----- Records for the exercise
//! # querystream
//!
//! Stream-style queries over entities, compiled to JPQL-like query text.
//!
//! ## Architecture
//!
//! Selectors and predicates are ordinary closures. They are run once over
//! symbolic handles, interpreted into query expressions, and merged into an
//! immutable query model that is only turned into text when a terminal
//! operation needs results:
//!
//! ```text
//! ┌─────────────────────────────────────────────────────────┐
//! │            QueryStream chain (select, filter, join)     │
//! └─────────────────────────────────────────────────────────┘
//!                          │
//!                          ▼ [lambda capture]
//! ┌─────────────────────────────────────────────────────────┐
//! │                     Trace (recorded ops)                │
//! └─────────────────────────────────────────────────────────┘
//!                          │
//!                          ▼ [symbolic interpretation]
//! ┌─────────────────────────────────────────────────────────┐
//! │           Expr / JoinRequest  ──merge──▶ QueryModel     │
//! └─────────────────────────────────────────────────────────┘
//!                          │
//!                          ▼ [emit + compile]
//! ┌─────────────────────────────────────────────────────────┐
//! │        CompiledQuery (text, parameters, window)         │
//! └─────────────────────────────────────────────────────────┘
//!                          │
//!                          ▼ [executor, cursor, client-side residual]
//! ┌─────────────────────────────────────────────────────────┐
//! │                   Lazy stream of values                 │
//! └─────────────────────────────────────────────────────────┘
//! ```
//!
//! ## Example
//!
//! ```ignore
//! use querystream::prelude::*;
//!
//! let provider = StreamProvider::new(metamodel);
//! let names = provider
//!     .stream_all(&executor, "Customer")
//!     .filter(Lambda::new(|c: Sym| c.get("debt").gt(250)))
//!     .select(Lambda::new(|c: Sym| c.get("name")))
//!     .to_list()?;
//! ```

pub mod compile;
pub mod config;
pub mod error;
pub mod executor;
pub mod interp;
pub mod lambda;
pub mod metamodel;
pub mod sql;
pub mod stream;
pub mod value;

/// Re-exports for convenient usage.
pub mod prelude {
    pub use crate::compile::{compile, CompiledQuery};
    pub use crate::config::Settings;
    pub use crate::error::{Clause, QueryError, QueryResult, TranslationError};
    pub use crate::executor::{
        ExecutionHandle, ExecutorError, FetchRequest, MemoryExecutor, QueryExecutor, Row,
    };
    pub use crate::lambda::{captured, EvalError, ExternalFn, Lambda, Sym};
    pub use crate::metamodel::{EntityType, Metamodel, ScalarType};
    pub use crate::sql::{
        Dialect, Hints, QueryModel, SortDir, Window, AUTOMATIC_PAGE_SIZE,
        EXCEPTION_ON_TRANSLATION_FAIL,
    };
    pub use crate::stream::{QueryIter, QueryStream, StreamProvider};
    pub use crate::value::{Entity, FromValue, Value};
}

// Also export at crate root for convenience
pub use compile::{compile, CompiledQuery};
pub use error::{QueryError, QueryResult};
pub use lambda::{Lambda, Sym};
pub use sql::Dialect;
pub use stream::{QueryStream, StreamProvider};
pub use value::Value;
//! Hibernate Query Language.
//!
//! A JPQL superset:
//! - Lower-case boolean literals
//! - `||` string concatenation

use super::QueryDialect;

/// HQL dialect.
#[derive(Debug, Clone, Copy)]
pub struct Hql;

impl QueryDialect for Hql {
    fn name(&self) -> &'static str {
        "hql"
    }

    fn format_bool(&self, b: bool) -> &'static str {
        if b {
            "true"
        } else {
            "false"
        }
    }
}
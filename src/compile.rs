//! End-to-end compilation from a query model to executable text.
//!
//! ```text
//! QueryModel → validate → emit → CompiledQuery { text, params, window, shape, fingerprint }
//! ```
//!
//! # Example
//!
//! ```ignore
//! use querystream::compile::compile;
//! use querystream::sql::{Dialect, QueryModel};
//!
//! let compiled = compile(&QueryModel::root("Customer"), Dialect::Jpql)?;
//! assert_eq!(compiled.text, "SELECT A FROM Customer A");
//! ```

use std::collections::BTreeMap;

use serde::Serialize;
use sha2::{Digest, Sha256};

use crate::error::TranslationError;
use crate::interp::rewrite::parameters;
use crate::sql::emit;
use crate::sql::expr::TupleShape;
use crate::sql::query::{QueryModel, Window};
use crate::sql::Dialect;
use crate::value::Value;

// ============================================================================
// Result Types
// ============================================================================

/// Query text ready for an executor.
#[derive(Debug, Clone, PartialEq, Serialize)]
pub struct CompiledQuery {
    /// The generated query string.
    pub text: String,

    /// Values for the `:name` parameters in `text`.
    pub params: BTreeMap<String, Value>,

    /// Rows to skip and return; applied by the executor, not in `text`.
    pub window: Window,

    /// Nesting of the projected columns, for rebuilding tuples from rows.
    pub shape: TupleShape,

    /// The dialect used for generation.
    pub dialect: Dialect,

    /// SHA-256 over text, parameters and window.
    pub fingerprint: String,
}

impl CompiledQuery {
    /// Number of columns each result row carries.
    pub fn width(&self) -> usize {
        self.shape.width()
    }
}

// ============================================================================
// Compilation Functions
// ============================================================================

/// Compile a query model to text in the given dialect.
pub fn compile(model: &QueryModel, dialect: Dialect) -> Result<CompiledQuery, TranslationError> {
    // Step 1: Reject models with unsupported nodes or dangling sources
    model
        .validate()
        .map_err(|e| TranslationError::InvalidModel {
            reason: e.to_string(),
        })?;

    // Step 2: Collect parameters
    let params = collect_parameters(model)?;

    // Step 3: Generate text
    let text = emit::to_text(model, dialect);

    let window = model.window();
    let fingerprint = compute_hash(&(&text, &params, window)).map_err(|e| {
        TranslationError::InvalidModel {
            reason: format!("cannot fingerprint query: {}", e),
        }
    })?;

    tracing::debug!(%fingerprint, %dialect, text = %text, "compiled query");

    Ok(CompiledQuery {
        text,
        params,
        window,
        shape: model.row_shape(),
        dialect,
        fingerprint,
    })
}

/// Parameters in predicate, projection and ordering. A name may repeat only
/// with the same value.
fn collect_parameters(model: &QueryModel) -> Result<BTreeMap<String, Value>, TranslationError> {
    let exprs = model
        .predicate()
        .into_iter()
        .chain(model.projection())
        .chain(model.ordering().iter().map(|k| &k.expr));

    let mut params = BTreeMap::new();
    for expr in exprs {
        for (name, value) in parameters(expr) {
            match params.get(name) {
                Some(existing) if existing != value => {
                    return Err(TranslationError::ParameterConflict { name: name.into() });
                }
                Some(_) => {}
                None => {
                    params.insert(name.to_string(), value.clone());
                }
            }
        }
    }
    Ok(params)
}

/// SHA-256 of the JSON form of a value, as lowercase hex.
fn compute_hash<T: Serialize>(value: &T) -> Result<String, serde_json::Error> {
    let json = serde_json::to_string(value)?;
    let mut hasher = Sha256::new();
    hasher.update(json.as_bytes());
    Ok(format!("{:x}", hasher.finalize()))
}

// ============================================================================
// Tests
// ============================================================================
----------
Work instructions = Everything in the data above must be reproduced exactly.

Solution below =
//! # querystream
//!
//! Stream-style queries over entities, compiled to JPQL-like query text.
//!
//! ## Architecture
//!
//! Selectors and predicates are ordinary closures. They are run once over
//! symbolic handles, interpreted into query expressions, and merged into an
//! immutable query model that is only turned into text when a terminal
//! operation needs results:
//!
//! ```text
//! ┌─────────────────────────────────────────────────────────┐
//! │            QueryStream chain (select, filter, join)     │
//! └─────────────────────────────────────────────────────────┘
//!                          │
//!                          ▼ [lambda capture]
//! ┌─────────────────────────────────────────────────────────┐
//! │                     Trace (recorded ops)                │
//! └─────────────────────────────────────────────────────────┘
//!                          │
//!                          ▼ [symbolic interpretation]
//! ┌─────────────────────────────────────────────────────────┐
//! │           Expr / JoinRequest  ──merge──▶ QueryModel     │
//! └─────────────────────────────────────────────────────────┘
//!                          │
//!                          ▼ [emit + compile]
//! ┌─────────────────────────────────────────────────────────┐
//! │        CompiledQuery (text, parameters, window)         │
//! └─────────────────────────────────────────────────────────┘
//!                          │
//!                          ▼ [executor, cursor, client-side residual]
//! ┌─────────────────────────────────────────────────────────┐
//! │                   Lazy stream of values                 │
//! └─────────────────────────────────────────────────────────┘
//! ```
//!
//! ## Example
//!
//! ```ignore
//! use querystream::prelude::*;
//!
//! let provider = StreamProvider::new(metamodel);
//! let names = provider
//!     .stream_all(&executor, "Customer")
//!     .filter(Lambda::new(|c: Sym| c.get("debt").gt(250)))
//!     .select(Lambda::new(|c: Sym| c.get("name")))
//!     .to_list()?;
//! ```

pub mod compile;
pub mod config;
pub mod error;
pub mod executor;
pub mod interp;
pub mod lambda;
pub mod metamodel;
pub mod sql;
pub mod stream;
pub mod value;

/// Re-exports for convenient usage.
pub mod prelude {
    pub use crate::compile::{compile, CompiledQuery};
    pub use crate::config::Settings;
    pub use crate::error::{Clause, QueryError, QueryResult, TranslationError};
    pub use crate::executor::{
        ExecutionHandle, ExecutorError, FetchRequest, MemoryExecutor, QueryExecutor, Row,
    };
    pub use crate::lambda::{captured, EvalError, ExternalFn, Lambda, Sym};
    pub use crate::metamodel::{EntityType, Metamodel, ScalarType};
    pub use crate::sql::{
        Dialect, Hints, QueryModel, SortDir, Window, AUTOMATIC_PAGE_SIZE,
        EXCEPTION_ON_TRANSLATION_FAIL,
    };
    pub use crate::stream::{QueryIter, QueryStream, StreamProvider};
    pub use crate::value::{Entity, FromValue, Value};
}

// Also export at crate root for convenience
pub use compile::{compile, CompiledQuery};
pub use error::{QueryError, QueryResult};
pub use lambda::{Lambda, Sym};
pub use sql::Dialect;
pub use stream::{QueryStream, StreamProvider};
pub use value::Value;
//! Hibernate Query Language.
//!
//! A JPQL superset:
//! - Lower-case boolean literals
//! - `||` string concatenation

use super::QueryDialect;

/// HQL dialect.
#[derive(Debug, Clone, Copy)]
pub struct Hql;

impl QueryDialect for Hql {
    fn name(&self) -> &'static str {
        "hql"
    }

    fn format_bool(&self, b: bool) -> &'static str {
        if b {
            "true"
        } else {
            "false"
        }
    }
}
filename src/compile.rs
//! End-to-end compilation from a query model to executable text.
//!
//! ```text
//! QueryModel → validate → emit → CompiledQuery { text, params, window, shape, fingerprint }
//! ```
//!
//! # Example
//!
//! ```ignore
//! use querystream::compile::compile;
//! use querystream::sql::{Dialect, QueryModel};
//!
//! let compiled = compile(&QueryModel::root("Customer"), Dialect::Jpql)?;
//! assert_eq!(compiled.text, "SELECT A FROM Customer A");
//! ```

use std::collections::BTreeMap;

use serde::Serialize;
use sha2::{Digest, Sha256};

use crate::error::TranslationError;
use crate::interp::rewrite::parameters;
use crate::sql::emit;
use crate::sql::expr::TupleShape;
use crate::sql::query::{QueryModel, Window};
use crate::sql::Dialect;
use crate::value::Value;

// ============================================================================
// Result Types
// ============================================================================

/// Query text ready for an executor.
#[derive(Debug, Clone, PartialEq, Serialize)]
pub struct CompiledQuery {
    /// The generated query string.
    pub text: String,

    /// Values for the `:name` parameters in `text`.
    pub params: BTreeMap<String, Value>,

    /// Rows to skip and return; applied by the executor, not in `text`.
    pub window: Window,

    /// Nesting of the projected columns, for rebuilding tuples from rows.
    pub shape: TupleShape,

    /// The dialect used for generation.
    pub dialect: Dialect,

    /// SHA-256 over text, parameters and window.
    pub fingerprint: String,
}

impl CompiledQuery {
    /// Number of columns each result row carries.
    pub fn width(&self) -> usize {
        self.shape.width()
    }
}

// ============================================================================
// Compilation Functions
// ============================================================================

/// Compile a query model to text in the given dialect.
pub fn compile(model: &QueryModel, dialect: Dialect) -> Result<CompiledQuery, TranslationError> {
    // Step 1: Reject models with unsupported nodes or dangling sources
    model
        .validate()
        .map_err(|e| TranslationError::InvalidModel {
            reason: e.to_string(),
        })?;

    // Step 2: Collect parameters
    let params = collect_parameters(model)?;

    // Step 3: Generate text
    let text = emit::to_text(model, dialect);

    let window = model.window();
    let fingerprint = compute_hash(&(&text, &params, window)).map_err(|e| {
        TranslationError::InvalidModel {
            reason: format!("cannot fingerprint query: {}", e),
        }
    })?;

    tracing::debug!(%fingerprint, %dialect, text = %text, "compiled query");

    Ok(CompiledQuery {
        text,
        params,
        window,
        shape: model.row_shape(),
        dialect,
        fingerprint,
    })
}

/// Parameters in predicate, projection and ordering. A name may repeat only
/// with the same value.
fn collect_parameters(model: &QueryModel) -> Result<BTreeMap<String, Value>, TranslationError> {
    let exprs = model
        .predicate()
        .into_iter()
        .chain(model.projection())
        .chain(model.ordering().iter().map(|k| &k.expr));

    let mut params = BTreeMap::new();
    for expr in exprs {
        for (name, value) in parameters(expr) {
            match params.get(name) {
                Some(existing) if existing != value => {
                    return Err(TranslationError::ParameterConflict { name: name.into() });
                }
                Some(_) => {}
                None => {
                    params.insert(name.to_string(), value.clone());
                }
            }
        }
    }
    Ok(params)
}

/// SHA-256 of the JSON form of a value, as lowercase hex.
fn compute_hash<T: Serialize>(value: &T) -> Result<String, serde_json::Error> {
    let json = serde_json::to_string(value)?;
    let mut hasher = Sha256::new();
    hasher.update(json.as_bytes());
    Ok(format!("{:x}", hasher.finalize()))
}

// ============================================================================
// Tests
// ============================================================================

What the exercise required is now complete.